Hosted by WNYC’s Kai Wright, THE STAKES is the newest podcast from the team behind There Goes the Neighborhood, The United States of Anxiety, and the duPont-Columbia Award-winning podcast Caught. In each episode, THE STAKES will put a social issue or circumstance under a microscope, retrace the steps and decisions that got us here, and consider how we might imagine our way to a better future.
The debut episode takes a deep dive into what may be the nation’s longest-running public health epidemic: lead poisoning. It has been known for more than a century that lead is poisonous, and yet its remains in our schools, our plumbing, and on the walls in many of our homes. The episode examines the lead industry’s vigorous misinformation campaign, which included marketing directly to children; how racist justifications led to high levels of lead poisoning in black and Hispanic communities; and efforts by everyone from the Young Lords to a pediatric psychiatrist in Philadelphia to combat the toxin.
Upcoming episodes of The Stakes will include:
– A wide-ranging conversation with former Attorney General of the United States Eric Holder, Jr. about the state of our democracy, police violence, and the conclusion of Special Counsel Robert Mueller’s investigation.
– A look at the shockingly high mortality rates among black mothers after childbirth. How do we fix a problem that plays out in the most private and intimate moments of a woman’s life?
– An examination of “conscious” rap and what its rise and fall can tell us about the relationship between culture, politics, and commerce. The episode includes special interviews with rap legend Kool Moe Dee and music writer Nelson George.

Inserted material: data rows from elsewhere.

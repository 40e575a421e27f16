// src/main.rs
// Demo driver: walks a simulated user along the guidance line across an open
// floor and logs progress every frame. With a destination list it moves on to
// the next stop after each arrival.

use guidance_line::{
    DestinationList, GuidanceConfig, GuidancePathTracker, NamedDestination, OpenFloor, PathError,
    Point, TrackingState,
};
use log::{debug, error, info, warn};
use nalgebra::Vector3;
use serde::Deserialize;
use std::error::Error;

/// Demo scenario, loaded from the same YAML file as the guidance config
#[derive(Debug, Deserialize)]
#[serde(default)]
struct DemoConfig {
    guidance: GuidanceConfig,
    floor: OpenFloor,
    start: Point,
    /// Used when `destinations` is empty
    destination: Point,
    destinations: Vec<NamedDestination>,
    /// Head for the next destination in the list after arriving
    auto_progress: bool,
    /// Destination drift in metres per second
    target_velocity: Vector3<f32>,
    /// Walking speed in metres per second
    walk_speed: f32,
    frame_time: f32,
    max_ticks: usize,
}

impl Default for DemoConfig {
    fn default() -> Self {
        DemoConfig {
            guidance: GuidanceConfig::default(),
            floor: OpenFloor::new(-20.0, 20.0, -20.0, 20.0, 0.0),
            start: Point::new(-10.0, 0.0, -10.0),
            destination: Point::new(12.0, 0.0, 8.0),
            destinations: Vec::new(),
            auto_progress: false,
            target_velocity: Vector3::zeros(),
            walk_speed: 1.4,
            frame_time: 0.1,
            max_ticks: 1000,
        }
    }
}

fn load_demo(path: &str) -> Result<DemoConfig, Box<dyn Error>> {
    let data = std::fs::read_to_string(path)?;
    let demo: DemoConfig = serde_yaml::from_str(&data)?;
    demo.guidance.validate()?;
    Ok(demo)
}

fn main() -> Result<(), Box<dyn Error>> {
    env_logger::Builder::from_env(env_logger::Env::default().default_filter_or("info")).init();

    let path = std::env::args()
        .nth(1)
        .unwrap_or_else(|| "config/guidance.yaml".to_string());
    let demo = match load_demo(&path) {
        Ok(demo) => {
            info!("Loaded demo scenario from {}", path);
            demo
        }
        Err(e) => {
            warn!("Could not load {} ({}), using built-in scenario", path, e);
            DemoConfig::default()
        }
    };

    let mut tracker = GuidancePathTracker::new(demo.guidance.clone(), demo.floor.clone())?;
    let mut position = demo.start;
    let mut stops = DestinationList::new(demo.destinations.clone());
    let mut destination = stops.current().map_or(demo.destination, |d| d.position);

    match tracker.set_start(position) {
        Ok(()) => {}
        // The first anchor alone cannot produce a path
        Err(PathError::MissingAnchor) => debug!("Start set, waiting for a destination"),
        Err(e) => warn!("Start rejected: {}", e),
    }
    if let Err(e) = tracker.set_destination(destination) {
        error!("Could not compute initial path: {}", e);
        return Err(e.into());
    }

    for frame in 0..demo.max_ticks {
        if demo.target_velocity != Vector3::zeros() {
            destination += demo.target_velocity * demo.frame_time;
            tracker.move_destination(destination);
        }

        // Head for the next unreached checkpoint
        if let Some(next) = tracker.checkpoints().next().copied() {
            let to_next = next - position;
            let step = (demo.walk_speed * demo.frame_time).min(to_next.norm());
            if step > 0.0 {
                position += to_next.normalize() * step;
            }
        }

        match tracker.tick(position, demo.frame_time) {
            TrackingState::Arrived => {
                info!("Arrived after {} frames", frame + 1);
                if !demo.auto_progress || stops.len() < 2 {
                    break;
                }
                let Some(next) = stops.select_next().map(|d| d.position) else {
                    break;
                };
                destination = next;
                if let Err(e) = tracker.set_destination(destination) {
                    error!("Could not compute path to the next destination: {}", e);
                    break;
                }
            }
            TrackingState::Tracking => {
                let line = tracker.render_points(position);
                info!(
                    "Frame {}: checkpoint {}/{}, {:.1}m to go, {} line points",
                    frame,
                    tracker.checkpoints().next_index(),
                    tracker.checkpoints().len(),
                    tracker.remaining_distance(position),
                    line.len()
                );
            }
            state => {
                error!(
                    "Guidance stopped in {:?}: {:?}",
                    state,
                    tracker.last_error()
                );
                break;
            }
        }
    }

    info!("Final status: {:?}", tracker.status());
    Ok(())
}
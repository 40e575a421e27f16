//! Pathfinding service seam
//!
//! The tracker never computes paths itself. It asks a [`PathfindingService`]
//! (a NavMesh in the host engine) to snap anchors onto the walkable surface
//! and to return the corner polyline between them.

mod open_floor;

pub use open_floor::*;

use crate::Point;

/// Shortest-path polyline returned by the pathfinding service
pub type CornerPath = Vec<Point>;

/// Completion status of a path query
#[derive(Debug, Clone, Copy, PartialEq, Eq)]
pub enum PathStatus {
    /// The path connects start and end
    Complete,
    /// The path ends short of the requested end point
    Partial,
    /// No path could be computed
    Invalid,
}

/// Result of a path query
#[derive(Debug, Clone, PartialEq)]
pub struct PathQuery {
    /// Completion status
    pub status: PathStatus,
    /// Corner points from start to end
    pub corners: CornerPath,
}

impl PathQuery {
    /// A complete path through the given corners
    pub fn complete(corners: CornerPath) -> Self {
        PathQuery {
            status: PathStatus::Complete,
            corners,
        }
    }

    /// A path that stops short of the destination
    pub fn partial(corners: CornerPath) -> Self {
        PathQuery {
            status: PathStatus::Partial,
            corners,
        }
    }

    /// No path at all
    pub fn invalid() -> Self {
        PathQuery {
            status: PathStatus::Invalid,
            corners: Vec::new(),
        }
    }
}

/// External pathfinding collaborator, typically the host engine's NavMesh
#[cfg_attr(test, mockall::automock)]
pub trait PathfindingService {
    /// Snap `point` onto the nearest walkable surface within `max_distance`.
    /// Returns `None` when nothing walkable is in range.
    fn sample_position(&self, point: Point, max_distance: f32, area_mask: u32) -> Option<Point>;

    /// Compute the corner path between two already-snapped points
    fn compute_path(&self, start: Point, end: Point, area_mask: u32) -> PathQuery;
}

impl<S: PathfindingService + ?Sized> PathfindingService for &S {
    fn sample_position(&self, point: Point, max_distance: f32, area_mask: u32) -> Option<Point> {
        (**self).sample_position(point, max_distance, area_mask)
    }

    fn compute_path(&self, start: Point, end: Point, area_mask: u32) -> PathQuery {
        (**self).compute_path(start, end, area_mask)
    }
}
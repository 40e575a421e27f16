// src/navigation/destinations.rs
// Named destinations a host can cycle through, one at a time.

use crate::Point;
use log::{info, warn};
use serde::{Deserialize, Serialize};

/// A destination with a display name
#[derive(Debug, Clone, PartialEq, Serialize, Deserialize)]
pub struct NamedDestination {
    /// Display name, also used for lookup
    pub name: String,
    /// Position on (or near) the walkable surface
    pub position: Point,
}

impl NamedDestination {
    /// Create a named destination
    pub fn new(name: impl Into<String>, position: Point) -> Self {
        NamedDestination {
            name: name.into(),
            position,
        }
    }
}

/// Ordered destinations with a selection cursor.
///
/// Selection only moves the cursor; handing the position to the tracker is
/// the caller's job.
#[derive(Debug, Clone, Default, PartialEq)]
pub struct DestinationList {
    destinations: Vec<NamedDestination>,
    current: usize,
}

impl DestinationList {
    /// Wrap `destinations` with the first one selected
    pub fn new(destinations: Vec<NamedDestination>) -> Self {
        DestinationList {
            destinations,
            current: 0,
        }
    }

    /// Every destination in order
    pub fn destinations(&self) -> &[NamedDestination] {
        &self.destinations
    }

    /// Index of the selected destination
    pub fn current_index(&self) -> usize {
        self.current
    }

    /// The selected destination, `None` when the list is empty
    pub fn current(&self) -> Option<&NamedDestination> {
        self.destinations.get(self.current)
    }

    /// Number of destinations
    pub fn len(&self) -> usize {
        self.destinations.len()
    }

    /// Whether there are no destinations
    pub fn is_empty(&self) -> bool {
        self.destinations.is_empty()
    }

    /// Select by index. Out of range leaves the selection unchanged.
    pub fn select(&mut self, index: usize) -> Option<&NamedDestination> {
        if index >= self.destinations.len() {
            warn!(
                "Invalid destination index {} ({} destinations)",
                index,
                self.destinations.len()
            );
            return None;
        }
        self.current = index;
        let selected = &self.destinations[index];
        info!("Navigation set to: {}", selected.name);
        Some(selected)
    }

    /// Select the destination after the current one, wrapping to the first
    pub fn select_next(&mut self) -> Option<&NamedDestination> {
        if self.destinations.is_empty() {
            return None;
        }
        self.select((self.current + 1) % self.destinations.len())
    }

    /// Select the first destination called `name`
    pub fn select_by_name(&mut self, name: &str) -> Option<&NamedDestination> {
        match self.destinations.iter().position(|d| d.name == name) {
            Some(index) => self.select(index),
            None => {
                warn!("Destination '{}' not found", name);
                None
            }
        }
    }
}

#[cfg(test)]
mod tests {
    use super::*;

    fn shelves() -> DestinationList {
        DestinationList::new(vec![
            NamedDestination::new("Fiction", Point::new(1.0, 0.0, 0.0)),
            NamedDestination::new("Periodicals", Point::new(0.0, 0.0, 5.0)),
            NamedDestination::new("Help desk", Point::new(-4.0, 0.0, 2.0)),
        ])
    }

    #[test]
    fn next_wraps_around() {
        let mut list = shelves();
        assert_eq!(list.current().unwrap().name, "Fiction");
        assert_eq!(list.select_next().unwrap().name, "Periodicals");
        assert_eq!(list.select_next().unwrap().name, "Help desk");
        assert_eq!(list.select_next().unwrap().name, "Fiction");
        assert_eq!(list.current_index(), 0);
    }

    #[test]
    fn bad_selection_keeps_current() {
        let mut list = shelves();
        list.select(2).unwrap();
        assert!(list.select(3).is_none());
        assert!(list.select_by_name("Basement").is_none());
        assert_eq!(list.current_index(), 2);

        assert_eq!(
            list.select_by_name("Periodicals").map(|d| d.position),
            Some(Point::new(0.0, 0.0, 5.0))
        );
        assert_eq!(list.current_index(), 1);
    }

    #[test]
    fn empty_list_selects_nothing() {
        let mut list = DestinationList::default();
        assert!(list.current().is_none());
        assert!(list.select_next().is_none());
        assert!(list.select(0).is_none());
        assert!(list.is_empty());
    }
}
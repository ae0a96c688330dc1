//! Transient user notices
//!
//! At most one informational and one error notice are live at a time, as
//! the session only ever shows the latest of each. Both expire together
//! after the configured TTL or when dismissed.

use serde::Serialize;
use std::time::Duration;

#[derive(Clone, Copy, Debug, PartialEq, Eq, Serialize)]
#[serde(rename_all = "snake_case")]
pub enum NoticeKind {
    Info,
    Success,
    Error,
}

#[derive(Clone, Debug, PartialEq, Eq, Serialize)]
pub struct Notice {
    pub kind: NoticeKind,
    pub message: String,
    /// Unix seconds at which the notice disappears
    pub expires_at: i64,
}

#[derive(Clone, Debug)]
pub struct NoticeBoard {
    ttl_secs: i64,
    notice: Option<Notice>,
    error: Option<Notice>,
}

impl NoticeBoard {
    pub fn new(ttl: Duration) -> Self {
        Self {
            ttl_secs: i64::try_from(ttl.as_secs()).unwrap_or(i64::MAX),
            notice: None,
            error: None,
        }
    }

    pub fn info(&mut self, message: impl Into<String>, now: i64) {
        self.notice = Some(self.make(NoticeKind::Info, message.into(), now));
        self.refresh_expiry(now);
    }

    pub fn success(&mut self, message: impl Into<String>, now: i64) {
        self.notice = Some(self.make(NoticeKind::Success, message.into(), now));
        self.refresh_expiry(now);
    }

    pub fn error(&mut self, message: impl Into<String>, now: i64) {
        let message = message.into();
        log::warn!("{}", message);
        self.error = Some(self.make(NoticeKind::Error, message, now));
        self.refresh_expiry(now);
    }

    /// Drop both notices
    pub fn clear(&mut self) {
        self.notice = None;
        self.error = None;
    }

    pub fn clear_error(&mut self) {
        self.error = None;
    }

    /// Live notices at `now`, informational first
    pub fn current(&self, now: i64) -> Vec<Notice> {
        [&self.notice, &self.error]
            .into_iter()
            .flatten()
            .filter(|n| n.expires_at > now)
            .cloned()
            .collect()
    }

    fn make(&self, kind: NoticeKind, message: String, now: i64) -> Notice {
        Notice {
            kind,
            message,
            expires_at: now.saturating_add(self.ttl_secs),
        }
    }

    // Any new notice restarts the shared timer.
    fn refresh_expiry(&mut self, now: i64) {
        let expires_at = now.saturating_add(self.ttl_secs);
        for slot in [&mut self.notice, &mut self.error].into_iter().flatten() {
            slot.expires_at = expires_at;
        }
    }
}

#[cfg(test)]
mod tests {
    use super::*;

    #[test]
    fn test_notices_expire_together() {
        let mut board = NoticeBoard::new(Duration::from_secs(6));
        board.info("first", 100);
        board.error("boom", 103);
        assert_eq!(board.current(108).len(), 2);
        assert!(board.current(109).is_empty());
    }

    #[test]
    fn test_latest_notice_replaces_previous() {
        let mut board = NoticeBoard::new(Duration::from_secs(6));
        board.info("submitted", 0);
        board.success("confirmed", 1);
        let current = board.current(2);
        assert_eq!(current.len(), 1);
        assert_eq!(current[0].kind, NoticeKind::Success);
        assert_eq!(current[0].message, "confirmed");
    }

    #[test]
    fn test_clear() {
        let mut board = NoticeBoard::new(Duration::from_secs(6));
        board.error("bad", 0);
        board.clear();
        assert!(board.current(1).is_empty());
    }
}
/// Point-in-time view of the session for rendering
#[derive(Clone, Debug, Serialize)]
pub struct SessionSnapshot {
    pub connection: ConnectionState,
    pub contract: Option<ChronoLogContract>,
    pub pending: PendingTx,
    pub notices: Vec<Notice>,
    pub target_chain_id: u64,
    pub on_correct_network: bool,
    pub contract_explorer_url: Option<String>,
    pub tx_explorer_url: Option<String>,
    pub record_count: usize,
    pub refreshing: bool,
    pub submitting: bool,
}

struct SessionState {
    connection: ConnectionState,
    contract: Option<ChronoLogContract>,
    records: RecordList,
    pending: PendingTx,
    notices: NoticeBoard,
}

pub struct SessionController {
    provider: Arc<dyn WalletProvider>,
    config: ChronoLogConfig,
    clock: Arc<dyn Clock>,
    state: RwLock<SessionState>,
    submitting: AtomicBool,
    fetches_in_flight: AtomicUsize,
}

/// Clears the submission flag when a submission ends, however it ends
struct SubmissionGuard<'a>(&'a AtomicBool);

impl Drop for SubmissionGuard<'_> {
    fn drop(&mut self) {
        self.0.store(false, Ordering::Release);
    }
}

struct FetchGuard<'a>(&'a AtomicUsize);

impl Drop for FetchGuard<'_> {
    fn drop(&mut self) {
        self.0.fetch_sub(1, Ordering::AcqRel);
    }
}

/// Live subscription to provider notifications; unsubscribes on drop
pub struct EventSubscription {
    handle: JoinHandle<()>,
}

impl EventSubscription {
    pub fn detach(self) {
        drop(self);
    }
}

impl Drop for EventSubscription {
    fn drop(&mut self) {
        self.handle.abort();
    }
}
use chronolog::{ChronoLogConfig, JsonRpcWalletProvider, SessionController};
use chronolog_api::start_server;
use std::env;
use std::sync::Arc;

#[tokio::main]
async fn main() -> anyhow::Result<()> {
    dotenv::dotenv().ok();

    // Initialize logger (set RUST_LOG=debug for verbose output, RUST_LOG=info for normal)
    env_logger::Builder::from_env(env_logger::Env::default().default_filter_or("info")).init();

    // Use BIND_ADDRESS=127.0.0.1:3000 for local development
    let addr = env::var("BIND_ADDRESS").unwrap_or_else(|_| "0.0.0.0:3000".to_string());

    let config = ChronoLogConfig::from_env();
    let provider = Arc::new(JsonRpcWalletProvider::new(&config.provider_url));
    provider.spawn_watcher(config.poll_interval);

    log::info!("👛 Wallet bridge: {}", provider.url());

    let session = Arc::new(SessionController::new(provider.clone(), config));
    let events = session.attach_events();
    let connection = session.initialize().await;
    if connection.wallet_present {
        log::info!("👛 Wallet bridge reachable, chain {:?}", connection.chain_id);
    } else {
        log::warn!("⚠️  No wallet bridge reachable yet; connect will retry discovery");
    }

    log::info!("Starting ChronoLog session server on {}", addr);
    start_server(&addr, session).await?;

    events.detach();
    provider.stop_watcher();
    log::info!("👋 Session server stopped");
    Ok(())
}
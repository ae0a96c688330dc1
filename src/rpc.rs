//! JSON-RPC wallet provider
//!
//! Talks EIP-1193 over HTTP to a wallet bridge (Frame, a local signer, or
//! the `wallet-mock` server). HTTP cannot push, so account and chain
//! notifications come from a watcher task that polls `eth_accounts` and
//! `eth_chainId` and broadcasts whatever changed.

use alloy_primitives::{Address, Bytes, B256};
use async_trait::async_trait;
use serde::de::DeserializeOwned;
use serde::Deserialize;
use serde_json::{json, Value};
use std::sync::atomic::{AtomicU64, Ordering};
use std::sync::{Arc, Mutex};
use std::time::Duration;
use tokio::sync::broadcast;
use tokio::task::JoinHandle;

use crate::config::ChainDescriptor;
use crate::provider::{
    parse_hex_quantity, ProviderError, ProviderEvent, TransactionReceipt, WalletProvider,
};

const EVENT_CHANNEL_CAPACITY: usize = 64;

#[derive(Debug, Deserialize)]
struct RpcResponse {
    #[serde(default)]
    result: Option<Value>,
    #[serde(default)]
    error: Option<RpcErrorObject>,
}

#[derive(Debug, Deserialize)]
struct RpcErrorObject {
    code: i64,
    message: String,
    #[serde(default)]
    data: Option<Value>,
}

impl From<RpcErrorObject> for ProviderError {
    fn from(obj: RpcErrorObject) -> Self {
        let short = match &obj.data {
            Some(Value::String(s)) => Some(s.clone()),
            Some(Value::Object(map)) => map
                .get("message")
                .and_then(|m| m.as_str())
                .map(str::to_string),
            _ => None,
        };
        ProviderError {
            code: Some(obj.code),
            message: obj.message,
            short_message: short,
        }
    }
}

#[derive(Debug, Deserialize)]
#[serde(rename_all = "camelCase")]
struct RawReceipt {
    transaction_hash: B256,
    #[serde(default)]
    status: Option<String>,
    #[serde(default)]
    block_number: Option<String>,
}

/// Shared HTTP transport; cloned into the watcher task
#[derive(Clone)]
struct RpcTransport {
    url: String,
    http: reqwest::Client,
    next_id: Arc<AtomicU64>,
}

impl RpcTransport {
    async fn request<T: DeserializeOwned>(
        &self,
        method: &str,
        params: Value,
    ) -> Result<T, ProviderError> {
        let id = self.next_id.fetch_add(1, Ordering::Relaxed);
        let body = json!({
            "jsonrpc": "2.0",
            "id": id,
            "method": method,
            "params": params,
        });

        log::trace!("→ {} #{}", method, id);

        let response = self
            .http
            .post(&self.url)
            .json(&body)
            .send()
            .await
            .map_err(|e| ProviderError::transport(format!("{} request failed: {}", method, e)))?;

        let status = response.status();
        let envelope: RpcResponse = response.json().await.map_err(|e| {
            ProviderError::transport(format!("{} returned HTTP {} with bad body: {}", method, status, e))
        })?;

        if let Some(err) = envelope.error {
            log::debug!("← {} #{} error {}: {}", method, id, err.code, err.message);
            return Err(err.into());
        }

        let result = envelope.result.unwrap_or(Value::Null);
        serde_json::from_value(result)
            .map_err(|e| ProviderError::transport(format!("{} result: {}", method, e)))
    }
}

pub struct JsonRpcWalletProvider {
    transport: RpcTransport,
    events: broadcast::Sender<ProviderEvent>,
    watcher: Mutex<Option<JoinHandle<()>>>,
}

impl JsonRpcWalletProvider {
    pub fn new(url: impl Into<String>) -> Self {
        let (events, _) = broadcast::channel(EVENT_CHANNEL_CAPACITY);
        Self {
            transport: RpcTransport {
                url: url.into(),
                http: reqwest::Client::new(),
                next_id: Arc::new(AtomicU64::new(1)),
            },
            events,
            watcher: Mutex::new(None),
        }
    }

    pub fn url(&self) -> &str {
        &self.transport.url
    }

    /// Start polling for account/chain changes; replaces any running watcher
    ///
    /// Must be called from within a tokio runtime.
    pub fn spawn_watcher(&self, interval: Duration) {
        let transport = self.transport.clone();
        let events = self.events.clone();
        let handle = tokio::spawn(watch_wallet(transport, events, interval));

        if let Ok(mut slot) = self.watcher.lock() {
            if let Some(previous) = slot.replace(handle) {
                previous.abort();
            }
        }
    }

    pub fn stop_watcher(&self) {
        if let Ok(mut slot) = self.watcher.lock() {
            if let Some(handle) = slot.take() {
                handle.abort();
            }
        }
    }
}

impl Drop for JsonRpcWalletProvider {
    fn drop(&mut self) {
        self.stop_watcher();
    }
}

async fn watch_wallet(
    transport: RpcTransport,
    events: broadcast::Sender<ProviderEvent>,
    interval: Duration,
) {
    let mut ticker = tokio::time::interval(interval);
    ticker.set_missed_tick_behavior(tokio::time::MissedTickBehavior::Delay);
    let mut last_accounts: Option<Vec<Address>> = None;
    let mut last_chain: Option<String> = None;

    loop {
        ticker.tick().await;

        match transport
            .request::<Vec<Address>>("eth_accounts", json!([]))
            .await
        {
            Ok(accounts) => {
                if last_accounts.as_ref() != Some(&accounts) {
                    // first observation only seeds the baseline
                    if last_accounts.is_some() {
                        log::info!("👛 Accounts changed: {} account(s)", accounts.len());
                        let _ = events.send(ProviderEvent::AccountsChanged(accounts.clone()));
                    }
                    last_accounts = Some(accounts);
                }
            }
            Err(e) => log::debug!("Watcher eth_accounts failed: {}", e),
        }

        match transport.request::<String>("eth_chainId", json!([])).await {
            Ok(chain) => {
                let chain = chain.to_lowercase();
                if last_chain.as_ref() != Some(&chain) {
                    if last_chain.is_some() {
                        log::info!("⛓️  Chain changed: {}", chain);
                        let _ = events.send(ProviderEvent::ChainChanged(chain.clone()));
                    }
                    last_chain = Some(chain);
                }
            }
            Err(e) => log::debug!("Watcher eth_chainId failed: {}", e),
        }
    }
}

#[async_trait]
impl WalletProvider for JsonRpcWalletProvider {
    async fn is_available(&self) -> bool {
        match self.chain_id().await {
            Ok(_) => true,
            Err(e) => {
                log::debug!("Wallet provider at {} unavailable: {}", self.transport.url, e);
                false
            }
        }
    }

    async fn request_accounts(&self) -> Result<Vec<Address>, ProviderError> {
        self.transport
            .request("eth_requestAccounts", json!([]))
            .await
    }

    async fn accounts(&self) -> Result<Vec<Address>, ProviderError> {
        self.transport.request("eth_accounts", json!([])).await
    }

    async fn chain_id(&self) -> Result<u64, ProviderError> {
        let raw: String = self.transport.request("eth_chainId", json!([])).await?;
        parse_hex_quantity(&raw)
            .ok_or_else(|| ProviderError::transport(format!("invalid chain id '{}'", raw)))
    }

    async fn switch_chain(&self, chain_id_hex: &str) -> Result<(), ProviderError> {
        let _: Value = self
            .transport
            .request(
                "wallet_switchEthereumChain",
                json!([{ "chainId": chain_id_hex }]),
            )
            .await?;
        Ok(())
    }

    async fn add_chain(&self, descriptor: &ChainDescriptor) -> Result<(), ProviderError> {
        let _: Value = self
            .transport
            .request("wallet_addEthereumChain", json!([descriptor]))
            .await?;
        Ok(())
    }

    async fn call(&self, to: Address, data: Bytes) -> Result<Bytes, ProviderError> {
        self.transport
            .request("eth_call", json!([{ "to": to, "data": data }, "latest"]))
            .await
    }

    async fn send_transaction(
        &self,
        from: Address,
        to: Address,
        data: Bytes,
    ) -> Result<B256, ProviderError> {
        self.transport
            .request(
                "eth_sendTransaction",
                json!([{ "from": from, "to": to, "data": data }]),
            )
            .await
    }

    async fn transaction_receipt(
        &self,
        hash: B256,
    ) -> Result<Option<TransactionReceipt>, ProviderError> {
        let raw: Option<RawReceipt> = self
            .transport
            .request("eth_getTransactionReceipt", json!([hash]))
            .await?;

        Ok(raw.map(|r| TransactionReceipt {
            transaction_hash: r.transaction_hash,
            status: r
                .status
                .as_deref()
                .and_then(parse_hex_quantity)
                .unwrap_or(0),
            block_number: r.block_number.as_deref().and_then(parse_hex_quantity),
        }))
    }

    fn subscribe(&self) -> broadcast::Receiver<ProviderEvent> {
        self.events.subscribe()
    }
}

#[cfg(test)]
mod tests {
    use super::*;

    #[test]
    fn test_error_object_short_message_from_data() {
        let obj: RpcErrorObject = serde_json::from_value(json!({
            "code": -32603,
            "message": "Internal JSON-RPC error.",
            "data": { "code": 3, "message": "execution reverted" }
        }))
        .unwrap();
        let err = ProviderError::from(obj);
        assert_eq!(err.code, Some(-32603));
        assert_eq!(err.user_message(), "execution reverted");
    }

    #[test]
    fn test_error_object_without_data() {
        let obj: RpcErrorObject = serde_json::from_value(json!({
            "code": 4902,
            "message": "Unrecognized chain ID \"0x66eee\"."
        }))
        .unwrap();
        let err = ProviderError::from(obj);
        assert!(err.is_unrecognized_chain());
        assert_eq!(err.short_message, None);
    }

    #[test]
    fn test_receipt_parsing() {
        let raw: RawReceipt = serde_json::from_value(json!({
            "transactionHash": format!("0x{}", "11".repeat(32)),
            "status": "0x1",
            "blockNumber": "0x10"
        }))
        .unwrap();
        assert_eq!(raw.status.as_deref().and_then(parse_hex_quantity), Some(1));
        assert_eq!(raw.block_number.as_deref().and_then(parse_hex_quantity), Some(16));
    }
}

– Fifty years after the Stonewall uprising, the fight for LGBT rights has become a broader movement around the fluidity of sexual and gender identity. What is the state of queer politics today?
– The dangers of behavioral psychology and our digital addictions. How did we all get so hooked on digital life? And can it be controlled?
“The Stakes is a response to our times,” said Wright. “People across the political spectrum have looked around and concluded, ‘Something’s broken here.’ Elections, healthcare, the job market, you name it — people feel like the systems that shape their lives don’t work for them, or never did. And they’re correct. So how’d we get here? What choices and compromises created the society we’ve got? And can we make it work better, for more of us? These are the driving questions of The Stakes.”